The New York City Fire Museum’s new exhibition “Strike Up the Band: A Tribute to the Bands of the Bravest” explores the rich history of the Department’s musicians. Drawing upon the museum's diverse collection, the exhibition takes the visitor through over 100 years of musical history. Using historic objects such as bagpipes and drums, uniforms, trophies, and photographs from throughout the bands’ histories, as well as modern video displays, visitors can explore this little-known aspect of the department.
Colonial Firefighting & The American Revolution
Celebrate the untold story of a group of volunteers, the colonial-era firefighters, that stood between New York and disaster during years of rampant arson, wars for North America, and the American Revolution. Multimedia, video animations, and 3D models illustrate the major events of the colonial era, including a breathtaking video-animation of the devastating fire in 1776 that destroyed 500 buildings – homes, churches, schools, stores, and factories. Original artworks depict the Wall of Wall Street, the first fire engines, and 1770 New York neighborhoods. A free exhibition booklet will be provided to the first 1,000 attendees to the Museum starting March 15th.

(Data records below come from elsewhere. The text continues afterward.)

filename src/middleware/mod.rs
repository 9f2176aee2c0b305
pub mod auth;
pub mod response;

pub use auth::jwt_auth_middleware;
pub use response::{ApiResponse, ApiResult};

This exhibition was made possible through a partnership with Bruce Twickler of Docema, LLC, Devan Calabrez, and their talented team.
Firehouse: The Photography of Jill Freedman
On display through Summer 2023
Showcasing award-winning photographer Jill Freedman’s moving collection of photographs documenting New York City firefighters on the job in the ‘70s. Firehouse: The Photography of Jill Freedman. The exhibition features a number of images contained in Freedman’s book, Firehouse, which was released in 1977 and garnered rave reviews highlighting their honesty and grit that captured the danger, tragedy, heroism, and camaraderie of being a firefighter in New York City. CNN once described the photographs as “images that describe a community of men in their full humanity, heroic but not just heroes. Pictures of terrible danger meet moments of rough tenderness, then all gives way to goofball antics back at the station.
To create this display of heroism and heart, Freedman lived among the firefighters in the Bronx and Harlem for more than a year as she chronicled their work. She followed groups for six days at a time, sleeping in the backseat of cars or on the floor between engines.